BEGIN EXCERPTED DATA
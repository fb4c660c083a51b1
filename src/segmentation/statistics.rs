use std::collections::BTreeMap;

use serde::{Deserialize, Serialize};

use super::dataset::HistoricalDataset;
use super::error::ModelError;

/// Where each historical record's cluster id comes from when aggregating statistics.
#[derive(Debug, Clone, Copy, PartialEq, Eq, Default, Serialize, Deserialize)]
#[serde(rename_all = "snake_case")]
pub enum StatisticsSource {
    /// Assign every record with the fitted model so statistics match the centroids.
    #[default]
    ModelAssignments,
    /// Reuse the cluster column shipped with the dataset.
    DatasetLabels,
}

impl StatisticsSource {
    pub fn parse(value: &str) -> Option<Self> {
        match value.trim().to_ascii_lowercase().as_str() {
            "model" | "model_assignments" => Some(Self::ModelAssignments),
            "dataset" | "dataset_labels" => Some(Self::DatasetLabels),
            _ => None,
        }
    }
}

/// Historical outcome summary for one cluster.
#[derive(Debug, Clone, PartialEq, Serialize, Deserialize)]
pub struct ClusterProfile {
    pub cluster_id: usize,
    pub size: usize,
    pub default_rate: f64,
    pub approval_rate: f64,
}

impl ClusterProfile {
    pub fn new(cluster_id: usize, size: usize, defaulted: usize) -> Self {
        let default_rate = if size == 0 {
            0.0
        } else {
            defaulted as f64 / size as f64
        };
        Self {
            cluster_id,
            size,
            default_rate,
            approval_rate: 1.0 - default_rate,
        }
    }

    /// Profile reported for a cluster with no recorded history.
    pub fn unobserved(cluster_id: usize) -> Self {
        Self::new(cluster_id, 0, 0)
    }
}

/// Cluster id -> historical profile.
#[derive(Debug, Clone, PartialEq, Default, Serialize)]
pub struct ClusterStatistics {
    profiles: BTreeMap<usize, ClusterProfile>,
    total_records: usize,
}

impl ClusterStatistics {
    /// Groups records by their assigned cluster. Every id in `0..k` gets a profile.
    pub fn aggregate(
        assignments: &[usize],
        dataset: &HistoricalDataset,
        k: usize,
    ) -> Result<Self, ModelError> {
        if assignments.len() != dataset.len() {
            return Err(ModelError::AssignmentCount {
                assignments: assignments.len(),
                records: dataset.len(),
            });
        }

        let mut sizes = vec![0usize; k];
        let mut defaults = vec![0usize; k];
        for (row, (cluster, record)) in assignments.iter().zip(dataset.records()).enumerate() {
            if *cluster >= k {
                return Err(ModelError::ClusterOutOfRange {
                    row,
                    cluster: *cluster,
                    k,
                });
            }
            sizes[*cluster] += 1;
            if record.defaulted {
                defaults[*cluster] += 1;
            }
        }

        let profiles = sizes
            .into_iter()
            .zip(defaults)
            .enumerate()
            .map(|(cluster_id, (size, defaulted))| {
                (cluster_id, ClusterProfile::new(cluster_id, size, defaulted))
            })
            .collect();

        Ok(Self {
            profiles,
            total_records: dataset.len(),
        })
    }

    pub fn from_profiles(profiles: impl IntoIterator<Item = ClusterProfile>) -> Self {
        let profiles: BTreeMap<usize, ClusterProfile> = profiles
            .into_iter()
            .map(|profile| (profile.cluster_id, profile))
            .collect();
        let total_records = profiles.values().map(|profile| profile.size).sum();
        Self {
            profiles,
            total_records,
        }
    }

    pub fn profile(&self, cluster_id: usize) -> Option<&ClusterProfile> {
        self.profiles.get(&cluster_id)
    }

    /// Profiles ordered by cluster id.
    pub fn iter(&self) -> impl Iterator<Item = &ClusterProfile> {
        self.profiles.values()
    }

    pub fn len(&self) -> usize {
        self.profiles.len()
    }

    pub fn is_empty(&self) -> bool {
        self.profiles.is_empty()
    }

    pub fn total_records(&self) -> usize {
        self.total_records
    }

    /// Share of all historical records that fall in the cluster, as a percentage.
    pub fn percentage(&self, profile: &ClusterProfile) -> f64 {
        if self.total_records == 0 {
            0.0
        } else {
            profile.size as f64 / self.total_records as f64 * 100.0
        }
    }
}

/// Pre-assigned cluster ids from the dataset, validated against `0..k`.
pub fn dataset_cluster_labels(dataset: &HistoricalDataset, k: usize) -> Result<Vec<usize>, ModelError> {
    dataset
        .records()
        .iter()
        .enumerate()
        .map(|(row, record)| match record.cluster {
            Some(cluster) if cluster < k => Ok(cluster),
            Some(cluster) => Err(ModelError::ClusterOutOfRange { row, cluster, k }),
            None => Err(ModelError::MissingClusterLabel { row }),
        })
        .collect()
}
END EXCERPTED DATA
> YOUR GOAL: Copy out every line of the data above, exactly as given.

> REPLY:
repository fb4c660c083a51b1
filename src/segmentation/statistics.rs
use std::collections::BTreeMap;

use serde::{Deserialize, Serialize};

use super::dataset::HistoricalDataset;
use super::error::ModelError;

/// Where each historical record's cluster id comes from when aggregating statistics.
#[derive(Debug, Clone, Copy, PartialEq, Eq, Default, Serialize, Deserialize)]
#[serde(rename_all = "snake_case")]
pub enum StatisticsSource {
    /// Assign every record with the fitted model so statistics match the centroids.
    #[default]
    ModelAssignments,
    /// Reuse the cluster column shipped with the dataset.
    DatasetLabels,
}

impl StatisticsSource {
    pub fn parse(value: &str) -> Option<Self> {
        match value.trim().to_ascii_lowercase().as_str() {
            "model" | "model_assignments" => Some(Self::ModelAssignments),
            "dataset" | "dataset_labels" => Some(Self::DatasetLabels),
            _ => None,
        }
    }
}

/// Historical outcome summary for one cluster.
#[derive(Debug, Clone, PartialEq, Serialize, Deserialize)]
pub struct ClusterProfile {
    pub cluster_id: usize,
    pub size: usize,
    pub default_rate: f64,
    pub approval_rate: f64,
}

impl ClusterProfile {
    pub fn new(cluster_id: usize, size: usize, defaulted: usize) -> Self {
        let default_rate = if size == 0 {
            0.0
        } else {
            defaulted as f64 / size as f64
        };
        Self {
            cluster_id,
            size,
            default_rate,
            approval_rate: 1.0 - default_rate,
        }
    }

    /// Profile reported for a cluster with no recorded history.
    pub fn unobserved(cluster_id: usize) -> Self {
        Self::new(cluster_id, 0, 0)
    }
}

/// Cluster id -> historical profile.
#[derive(Debug, Clone, PartialEq, Default, Serialize)]
pub struct ClusterStatistics {
    profiles: BTreeMap<usize, ClusterProfile>,
    total_records: usize,
}

impl ClusterStatistics {
    /// Groups records by their assigned cluster. Every id in `0..k` gets a profile.
    pub fn aggregate(
        assignments: &[usize],
        dataset: &HistoricalDataset,
        k: usize,
    ) -> Result<Self, ModelError> {
        if assignments.len() != dataset.len() {
            return Err(ModelError::AssignmentCount {
                assignments: assignments.len(),
                records: dataset.len(),
            });
        }

        let mut sizes = vec![0usize; k];
        let mut defaults = vec![0usize; k];
        for (row, (cluster, record)) in assignments.iter().zip(dataset.records()).enumerate() {
            if *cluster >= k {
                return Err(ModelError::ClusterOutOfRange {
                    row,
                    cluster: *cluster,
                    k,
                });
            }
            sizes[*cluster] += 1;
            if record.defaulted {
                defaults[*cluster] += 1;
            }
        }

        let profiles = sizes
            .into_iter()
            .zip(defaults)
            .enumerate()
            .map(|(cluster_id, (size, defaulted))| {
                (cluster_id, ClusterProfile::new(cluster_id, size, defaulted))
            })
            .collect();

        Ok(Self {
            profiles,
            total_records: dataset.len(),
        })
    }

    pub fn from_profiles(profiles: impl IntoIterator<Item = ClusterProfile>) -> Self {
        let profiles: BTreeMap<usize, ClusterProfile> = profiles
            .into_iter()
            .map(|profile| (profile.cluster_id, profile))
            .collect();
        let total_records = profiles.values().map(|profile| profile.size).sum();
        Self {
            profiles,
            total_records,
        }
    }

    pub fn profile(&self, cluster_id: usize) -> Option<&ClusterProfile> {
        self.profiles.get(&cluster_id)
    }

    /// Profiles ordered by cluster id.
    pub fn iter(&self) -> impl Iterator<Item = &ClusterProfile> {
        self.profiles.values()
    }

    pub fn len(&self) -> usize {
        self.profiles.len()
    }

    pub fn is_empty(&self) -> bool {
        self.profiles.is_empty()
    }

    pub fn total_records(&self) -> usize {
        self.total_records
    }

    /// Share of all historical records that fall in the cluster, as a percentage.
    pub fn percentage(&self, profile: &ClusterProfile) -> f64 {
        if self.total_records == 0 {
            0.0
        } else {
            profile.size as f64 / self.total_records as f64 * 100.0
        }
    }
}

/// Pre-assigned cluster ids from the dataset, validated against `0..k`.
pub fn dataset_cluster_labels(dataset: &HistoricalDataset, k: usize) -> Result<Vec<usize>, ModelError> {
    dataset
        .records()
        .iter()
        .enumerate()
        .map(|(row, record)| match record.cluster {
            Some(cluster) if cluster < k => Ok(cluster),
            Some(cluster) => Err(ModelError::ClusterOutOfRange { row, cluster, k }),
            None => Err(ModelError::MissingClusterLabel { row }),
        })
        .collect()
}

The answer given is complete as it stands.